*WHAT THIS TASK INVOLVES*:
Up to and including the line with "pub fn run_round(server: &Server, tag: &mut", return every line from the start of the entries below exactly.

*INPUT RECORDS*:

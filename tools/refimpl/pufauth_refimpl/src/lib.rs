//! PUF-anchored mutual authentication reference implementation.
//!
//! A tag never stores key material; it proves possession of its physical
//! device by evaluating a PUF on server-issued challenges. Each completed
//! round rotates the pseudonym (sid) the server indexes the tag under.
//!
//! This crate focuses on exact hash-chain semantics, strict message
//! ordering per reader channel, and identity-store consistency under
//! message loss and concurrent rounds. Transport is out of scope.

pub mod auth;
pub mod bits;
pub mod codec;
pub mod config;
pub mod crypto;
pub mod puf;
mod refimpl_error;

pub use auth::{
    AuthError, AuthStep, Identifier, IdentityRecord, IdentityStore, Message, MessageKind,
    ReaderId, Server, ServerState, Tag, TagState,
};
pub use bits::{BitVector, BitsError, Digest};
pub use config::{ConfigError, ProtocolConfig};
pub use puf::{ArbiterPuf, Puf, PufError};
pub use refimpl_error::RefimplError;
#![allow(dead_code)]

use pufauth_refimpl::crypto::stdcrypto::{SeededRandom, StdCrypto};
use pufauth_refimpl::{ArbiterPuf, AuthError, Message, ProtocolConfig, ReaderId, Server, Tag};

pub fn server_with(cfg: ProtocolConfig, seed: u64) -> Server {
    Server::with_deps(cfg, Box::new(StdCrypto), Box::new(SeededRandom::from_seed(seed)))
        .expect("valid config")
}

pub fn server() -> Server {
    server_with(ProtocolConfig::default(), 0xC0FFEE)
}

/// A tag built on the device with serial `serial`.
pub fn tag_with(cfg: &ProtocolConfig, serial: u64) -> Tag {
    Tag::with_deps(
        cfg.clone(),
        Box::new(ArbiterPuf::new(cfg.challenge_bits, serial)),
        Box::new(StdCrypto),
        Box::new(SeededRandom::from_seed(0x7A6_0000 + serial)),
    )
    .expect("valid config")
}

/// Manufacture `n` tags with consecutive serials and enroll each one.
pub fn enrolled_tags(server: &Server, n: u64) -> Vec<Tag> {
    (0..n)
        .map(|serial| {
            let mut t = tag_with(server.config(), serial);
            server.enroll(&mut t, serial).expect("enroll");
            t
        })
        .collect()
}

fn reply(tag: &mut Tag, msg: &Message) -> Result<Message, AuthError> {
    Ok(tag.handle(msg)?.expect("tag reply"))
}

/// Run MInit..M5 for `tag` on `reader`.
pub fn run_round(server: &Server, tag: &mut Tag, reader: ReaderId) -> Result<(), AuthError> {
    let m1 = server.dispatch(&Message::MInit, reader)?;
    let m2 = reply(tag, &m1)?;
    let m3 = server.dispatch(&m2, reader)?;
    let m4 = reply(tag, &m3)?;
    let m5 = server.dispatch(&m4, reader)?;
    assert!(tag.handle(&m5)?.is_none());
    Ok(())
}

*SOLUTION FOR THIS TASK*:
filename tools/refimpl/pufauth_refimpl/src/lib.rs
//! PUF-anchored mutual authentication reference implementation.
//!
//! A tag never stores key material; it proves possession of its physical
//! device by evaluating a PUF on server-issued challenges. Each completed
//! round rotates the pseudonym (sid) the server indexes the tag under.
//!
//! This crate focuses on exact hash-chain semantics, strict message
//! ordering per reader channel, and identity-store consistency under
//! message loss and concurrent rounds. Transport is out of scope.

pub mod auth;
pub mod bits;
pub mod codec;
pub mod config;
pub mod crypto;
pub mod puf;
mod refimpl_error;

pub use auth::{
    AuthError, AuthStep, Identifier, IdentityRecord, IdentityStore, Message, MessageKind,
    ReaderId, Server, ServerState, Tag, TagState,
};
pub use bits::{BitVector, BitsError, Digest};
pub use config::{ConfigError, ProtocolConfig};
pub use puf::{ArbiterPuf, Puf, PufError};
pub use refimpl_error::RefimplError;
#![allow(dead_code)]

use pufauth_refimpl::crypto::stdcrypto::{SeededRandom, StdCrypto};
use pufauth_refimpl::{ArbiterPuf, AuthError, Message, ProtocolConfig, ReaderId, Server, Tag};

pub fn server_with(cfg: ProtocolConfig, seed: u64) -> Server {
    Server::with_deps(cfg, Box::new(StdCrypto), Box::new(SeededRandom::from_seed(seed)))
        .expect("valid config")
}

pub fn server() -> Server {
    server_with(ProtocolConfig::default(), 0xC0FFEE)
}

/// A tag built on the device with serial `serial`.
pub fn tag_with(cfg: &ProtocolConfig, serial: u64) -> Tag {
    Tag::with_deps(
        cfg.clone(),
        Box::new(ArbiterPuf::new(cfg.challenge_bits, serial)),
        Box::new(StdCrypto),
        Box::new(SeededRandom::from_seed(0x7A6_0000 + serial)),
    )
    .expect("valid config")
}

/// Manufacture `n` tags with consecutive serials and enroll each one.
pub fn enrolled_tags(server: &Server, n: u64) -> Vec<Tag> {
    (0..n)
        .map(|serial| {
            let mut t = tag_with(server.config(), serial);
            server.enroll(&mut t, serial).expect("enroll");
            t
        })
        .collect()
}

fn reply(tag: &mut Tag, msg: &Message) -> Result<Message, AuthError> {
    Ok(tag.handle(msg)?.expect("tag reply"))
}

/// Run MInit..M5 for `tag` on `reader`.
pub fn run_round(server: &Server, tag: &mut Tag, reader: ReaderId) -> Result<(), AuthError> {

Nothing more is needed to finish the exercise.